Former Bangladeshi prime minister and opposition BNP chief Khaleda Zia is set to surrender before a trial court to face corruption charges over contracting a gas field to a Canadian company in exchange for kickbacks during her tenure as premier.
“She will appear before the Special Judge’s Court-9 tomorrow at 11:30 am in line with the Supreme Court directives,” Zia’s counsel Mahbubuddin Khokon said.
The high court in June this year rejected the ex-premier’s plea seeking to quash a graft charge over contracting out a gas field to Canada’s NIKO as the lower court trials were underway involving the case, withdrawing a temporary ban.
The NIKO case was filed during the past military-backed interim government in 2007 after the Anti-Corruption Commission (ACC) accused the ex-premier and 10 others of causing a loss of nearly 13,777 crore Taka (USD 1.78 billion) by reaching a non-transparent deal with the Canadian company.

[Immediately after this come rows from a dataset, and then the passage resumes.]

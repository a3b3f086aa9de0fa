//! Command builders for the CLI.

use clap::Command;

use super::args::*;

/// Grammar selection flags shared by every subcommand.
fn with_grammar_args(cmd: Command) -> Command {
    cmd.arg(grammar_arg())
        .arg(search_path_arg())
        .arg(color_arg())
}

/// Input and runtime limit flags shared by `lex` and `parse`.
fn with_run_args(cmd: Command) -> Command {
    cmd.arg(input_path_arg())
        .arg(input_text_arg())
        .arg(json_arg())
        .arg(fuel_arg())
        .arg(max_depth_arg())
}

/// Build the complete CLI with all subcommands.
pub fn build_cli() -> Command {
    Command::new("grammarkit")
        .about("Compile grammars, then tokenize and parse text with them")
        .version(env!("CARGO_PKG_VERSION"))
        .subcommand_required(true)
        .arg_required_else_help(true)
        .subcommand(check_command())
        .subcommand(lex_command())
        .subcommand(parse_command())
        .subcommand(dump_command())
}

/// Compile a grammar and report its diagnostics.
pub fn check_command() -> Command {
    let cmd = Command::new("check")
        .about("Validate a grammar")
        .override_usage(
            "\
  grammarkit check <GRAMMAR>
  grammarkit check <ID> -I <DIR>",
        )
        .after_help(
            r#"EXAMPLES:
  grammarkit check calc.grammar         # validate a file
  grammarkit check Calc -I grammars/    # look up by id
  grammarkit check calc.grammar --strict"#,
        )
        .arg(strict_arg());

    with_grammar_args(cmd)
}

/// Tokenize input with the grammar's lexer rules.
pub fn lex_command() -> Command {
    let cmd = Command::new("lex")
        .about("Tokenize input")
        .override_usage(
            "\
  grammarkit lex <GRAMMAR> <INPUT>
  grammarkit lex <GRAMMAR> -s <TEXT>",
        )
        .after_help(
            r#"EXAMPLES:
  grammarkit lex calc.grammar input.txt
  grammarkit lex calc.grammar -s '12 + 7' --json
  cat input.txt | grammarkit lex Calc - -I grammars/"#,
        )
        .arg(alternates_arg())
        .arg(nested_arg());

    with_run_args(with_grammar_args(cmd))
}

/// Tokenize, then group tokens with the grammar's parser rules.
pub fn parse_command() -> Command {
    let cmd = Command::new("parse")
        .about("Parse input into match chains")
        .override_usage(
            "\
  grammarkit parse <GRAMMAR> <INPUT>
  grammarkit parse <GRAMMAR> -s <TEXT> [-r <RULE>]",
        )
        .after_help(
            r#"EXAMPLES:
  grammarkit parse calc.grammar input.txt
  grammarkit parse calc.grammar -s '12 + 7' --json
  grammarkit parse calc.grammar -s '12 + 7' -r sum"#,
        )
        .arg(rule_arg());

    with_run_args(with_grammar_args(cmd))
}

/// Print the compiled grammar.
pub fn dump_command() -> Command {
    let cmd = Command::new("dump")
        .about("Show the compiled grammar and its rule order")
        .override_usage(
            "\
  grammarkit dump <GRAMMAR>",
        )
        .after_help(
            r#"EXAMPLES:
  grammarkit dump calc.grammar
  grammarkit dump Calc -I grammars/     # includes imported rules"#,
        );

    with_grammar_args(cmd)
}
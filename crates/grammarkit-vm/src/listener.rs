//! Engine events.
//!
//! The lexer and parser report what they do through a [`Listener`]. Both
//! engines are generic over the listener, so [`NoopListener`] calls compile
//! away entirely.

use grammarkit_core::{MatchChain, Token};

/// Receives engine events. `O` is the run's output: [`TokenStream`] for the
/// lexer, `[MatchChain]` for the parser.
///
/// [`TokenStream`]: grammarkit_core::TokenStream
pub trait Listener<O: ?Sized> {
    /// Input that no rule claimed: an `UNMATCHED` token while lexing, or a
    /// token consumed by no rule or by a `skip` rule while parsing.
    fn did_skip(&mut self, token: &Token);

    /// A rule matched and produced output.
    fn did_generate(&mut self, chain: &MatchChain);

    /// The run is complete.
    fn did_finish(&mut self, output: &O);
}

/// Listener that ignores everything.
pub struct NoopListener;

impl<O: ?Sized> Listener<O> for NoopListener {
    #[inline(always)]
    fn did_skip(&mut self, _token: &Token) {}

    #[inline(always)]
    fn did_generate(&mut self, _chain: &MatchChain) {}

    #[inline(always)]
    fn did_finish(&mut self, _output: &O) {}
}

#[derive(Debug, Clone, PartialEq, Eq)]
pub enum Event {
    Skip(Token),
    Generate(MatchChain),
    Finish,
}

/// Listener that records every event in order.
#[derive(Debug, Clone, Default)]
pub struct EventLog {
    events: Vec<Event>,
}

impl EventLog {
    pub fn new() -> Self {
        Self::default()
    }

    pub fn events(&self) -> &[Event] {
        &self.events
    }

    pub fn skipped(&self) -> impl Iterator<Item = &Token> {
        self.events.iter().filter_map(|e| match e {
            Event::Skip(token) => Some(token),
            _ => None,
        })
    }

    pub fn generated(&self) -> impl Iterator<Item = &MatchChain> {
        self.events.iter().filter_map(|e| match e {
            Event::Generate(chain) => Some(chain),
            _ => None,
        })
    }

    pub fn is_finished(&self) -> bool {
        matches!(self.events.last(), Some(Event::Finish))
    }

    /// One line per event.
    pub fn dump(&self) -> String {
        let mut out = String::new();
        for event in &self.events {
            match event {
                Event::Skip(token) => out.push_str(&format!("skip {token}\n")),
                Event::Generate(chain) => out.push_str(&format!("generate {chain}\n")),
                Event::Finish => out.push_str("finish\n"),
            }
        }
        out
    }
}

impl<O: ?Sized> Listener<O> for EventLog {
    fn did_skip(&mut self, token: &Token) {
        self.events.push(Event::Skip(token.clone()));
    }

    fn did_generate(&mut self, chain: &MatchChain) {
        self.events.push(Event::Generate(chain.clone()));
    }

    fn did_finish(&mut self, _output: &O) {
        self.events.push(Event::Finish);
    }
}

Zia is also being tried in two other graft cases involving two charities named after her husband slain Bangladeshi military ruler and Bangladeshi Nationalist Party (BNP) founder Ziaur Rahman.

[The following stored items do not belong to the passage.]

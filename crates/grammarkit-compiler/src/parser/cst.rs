//! Syntax kinds for grammar files.
//!
//! `SyntaxKind` serves dual roles: token kinds (from lexer) and node kinds (from parser).
//! Logos derives token recognition; node kinds lack token/regex attributes.
//! `GLang` implements Rowan's `Language` trait for tree construction.

use logos::Logos;
use rowan::Language;

/// All token and node kinds. Tokens first, then nodes, then `__LAST` sentinel.
/// `#[repr(u16)]` enables safe transmute in `kind_from_raw`.
#[derive(Logos, Debug, Clone, Copy, PartialEq, Eq, PartialOrd, Ord, Hash)]
#[repr(u16)]
pub enum SyntaxKind {
    #[token("(")]
    ParenOpen = 0,

    #[token(")")]
    ParenClose,

    /// `(?<name>` opening a named capture group.
    #[regex(r"\(\?<[\p{L}_][\p{L}\p{N}_]*>")]
    GroupOpen,

    /// Whole `(?!...)` lookahead, one level of nested parens allowed.
    #[regex(r"\(\?!(?:[^()\\]|\\.|\((?:[^()\\]|\\.)*\))*\)")]
    Lookahead,

    #[token("{")]
    BraceOpen,

    #[token("}")]
    BraceClose,

    #[token(":")]
    Colon,

    #[token(";")]
    Semicolon,

    #[token(",")]
    Comma,

    #[token("|")]
    Pipe,

    #[token("~")]
    Tilde,

    #[token("<")]
    Less,

    #[token(">")]
    Greater,

    #[token("=")]
    Equals,

    #[token("*")]
    Star,

    #[token("+")]
    Plus,

    #[token("?")]
    Question,

    /// Non-greedy `*?` quantifier
    #[token("*?")]
    StarQuestion,

    /// Non-greedy `+?` quantifier
    #[token("+?")]
    PlusQuestion,

    /// Non-greedy `??` quantifier
    #[token("??")]
    QuestionQuestion,

    /// `{m}`, `{m,}`, `{,n}`, `{m,n}`, optionally followed by `?`.
    #[regex(r"\{(?:[0-9]+(?:,[0-9]*)?|,[0-9]+)\}\??")]
    RangeQuantifier,

    #[token("..")]
    DotDot,

    #[token(".")]
    Dot,

    /// `[...]` character class, kept as one token.
    #[regex(r"\[(?:[^\]\\]|\\.)*\]")]
    CharClass,

    #[regex(r#""(?:[^"\\]|\\.)*""#)]
    #[regex(r"'(?:[^'\\]|\\.)*'")]
    StringLiteral,

    /// `#name` after an atom.
    #[regex(r"#[\p{L}_][\p{L}\p{N}_]*")]
    CaptureTag,

    /// `$name` backreference.
    #[regex(r"\$[\p{L}_][\p{L}\p{N}_]*")]
    BackRef,

    #[regex(r"-?[0-9]+")]
    Number,

    #[token("grammar")]
    KwGrammar,

    #[token("import")]
    KwImport,

    #[token("fragment")]
    KwFragment,

    /// Rule, grammar and attribute names. Defined after keywords so they take precedence.
    #[regex(r"[\p{L}_][\p{L}\p{N}_\-]*")]
    Id,

    #[regex(r"[ \t]+")]
    Whitespace,

    #[token("\n")]
    #[token("\r\n")]
    Newline,

    /// Backslash-newline joins lines.
    #[regex(r"\\\r?\n")]
    LineContinuation,

    #[regex(r"//[^\n]*", allow_greedy = true)]
    LineComment,

    #[regex(r"/\*(?:[^*]|\*[^/])*\*/")]
    BlockComment,

    /// Coalesced unrecognized characters
    Garbage,
    Error,

    // --- Node kinds (non-terminals) ---
    Root,
    Header,
    Import,
    Rule,
    Attributes,
    Attribute,
    AttributeValue,
    Body,
    Branch,
    Item,
    Literal,
    Class,
    Wildcard,
    Ref,
    Group,

    // Must be last - used for bounds checking in `kind_from_raw`
    #[doc(hidden)]
    __LAST,
}

use SyntaxKind::*;

impl SyntaxKind {
    #[inline]
    pub fn is_trivia(self) -> bool {
        token_sets::TRIVIA.contains(self)
    }

    #[inline]
    pub fn is_error(self) -> bool {
        matches!(self, Error | Garbage)
    }
}

impl From<SyntaxKind> for rowan::SyntaxKind {
    #[inline]
    fn from(kind: SyntaxKind) -> Self {
        Self(kind as u16)
    }
}

/// Language tag for Rowan's tree types.
#[derive(Debug, Clone, Copy, PartialEq, Eq, PartialOrd, Ord, Hash)]
pub enum GLang {}

impl Language for GLang {
    type Kind = SyntaxKind;

    fn kind_from_raw(raw: rowan::SyntaxKind) -> Self::Kind {
        assert!(raw.0 < __LAST as u16);
        // SAFETY: We've verified the value is in bounds, and SyntaxKind is repr(u16)
        unsafe { std::mem::transmute::<u16, SyntaxKind>(raw.0) }
    }

    fn kind_to_raw(kind: Self::Kind) -> rowan::SyntaxKind {
        kind.into()
    }
}

pub type SyntaxNode = rowan::SyntaxNode<GLang>;
pub type SyntaxToken = rowan::SyntaxToken<GLang>;
pub type SyntaxElement = rowan::NodeOrToken<SyntaxNode, SyntaxToken>;

/// 64-bit bitset of `SyntaxKind`s for O(1) membership testing.
#[derive(Clone, Copy, PartialEq, Eq)]
pub struct TokenSet(u64);

impl TokenSet {
    pub const EMPTY: TokenSet = TokenSet(0);

    /// Panics at compile time if any kind's discriminant >= 64.
    #[inline]
    pub const fn new(kinds: &[SyntaxKind]) -> Self {
        let mut bits = 0u64;
        let mut i = 0;
        while i < kinds.len() {
            let kind = kinds[i] as u16;
            assert!(kind < 64, "SyntaxKind value exceeds TokenSet capacity");
            bits |= 1 << kind;
            i += 1;
        }
        TokenSet(bits)
    }

    #[inline]
    pub const fn contains(&self, kind: SyntaxKind) -> bool {
        let kind = kind as u16;
        if kind >= 64 {
            return false;
        }
        self.0 & (1 << kind) != 0
    }

    #[inline]
    pub const fn union(self, other: TokenSet) -> TokenSet {
        TokenSet(self.0 | other.0)
    }
}

impl std::fmt::Debug for TokenSet {
    fn fmt(&self, f: &mut std::fmt::Formatter<'_>) -> std::fmt::Result {
        let mut list = f.debug_set();
        for i in 0..64u16 {
            if self.0 & (1 << i) != 0 && i < __LAST as u16 {
                // SAFETY: bounds checked against `__LAST` above
                let kind: SyntaxKind = unsafe { std::mem::transmute(i) };
                list.entry(&kind);
            }
        }
        list.finish()
    }
}

/// Pre-defined token sets for the parser.
pub mod token_sets {
    use super::*;

    /// FIRST set of a body item.
    pub const ITEM_FIRST: TokenSet = TokenSet::new(&[
        Tilde,
        ParenOpen,
        GroupOpen,
        Lookahead,
        Dot,
        CharClass,
        StringLiteral,
        BackRef,
        Id,
    ]);

    pub const QUANTIFIERS: TokenSet = TokenSet::new(&[
        Star,
        Plus,
        Question,
        StarQuestion,
        PlusQuestion,
        QuestionQuestion,
        RangeQuantifier,
    ]);

    pub const TRIVIA: TokenSet = TokenSet::new(&[
        Whitespace,
        Newline,
        LineContinuation,
        LineComment,
        BlockComment,
    ]);

    /// Synchronization points between declarations.
    pub const DECL_RECOVERY: TokenSet = TokenSet::new(&[Semicolon, KwGrammar, KwImport, KwFragment]);
}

Zia was premier from 2001 to 2006, and earlier from 1991 to 1996.
Khaleda Zia was earlier charged by police of masterminding an arson attack on a bus that left 29 people injured, days after Prime Minister Sheikh Hasina said the former premier could be put on trial for recent violence.
Bangladesh Nationalist Party leader was named in the case as the ‘hukumer ashami’ or accused of ordering the attack that wounded 29 people, nine of them critically. Another official, on condition of anonymity, told PTI that the case was filed early yesterday but the disclosure came late night because of the death of Zia’s self-exiled younger son Arafat Rahman Koko in Malaysia.
Prime Minister Hasina last week had hinted that her arch-rival Zia could be tried for instigating deadly violence saying, “It will be logical to bring her (Zia) under the purview of law as the accused of giving order of the killings.”“But it is up to agencies enforcing the law to check this out and take necessary action,” she had told the Parliament as her ruling Awami League lawmakers demanded legal actions against Zia.
At least 34 people have been killed in violence during anti-government protests that took place following BNP’s call for a nationwide non-stop blockade from January 6 after authorities barred its chief Zia from joining a protest rally to mark the first anniversary of the last year’s divisive January 5 polls.
The police headquarters, meanwhile, announced late yesterday a bounty of Taka 500,000 for specific information about the people who torched the bus at Jatrabari by hurling two petrol bombs. The government earlier had announced Taka 100,000 as bounty for help in arresting the people involved in bomb attacks as part of a desperate effort to mobilise people’s support in tracking down the arsonists.
Political divisions have sharply increased as manifested in the controversy that emerged yesterday when Hasina, who had gone to offer condolences on the sudden death of Zia’s youngest son, was turned away from the gates of her archrival, in an apparent snub.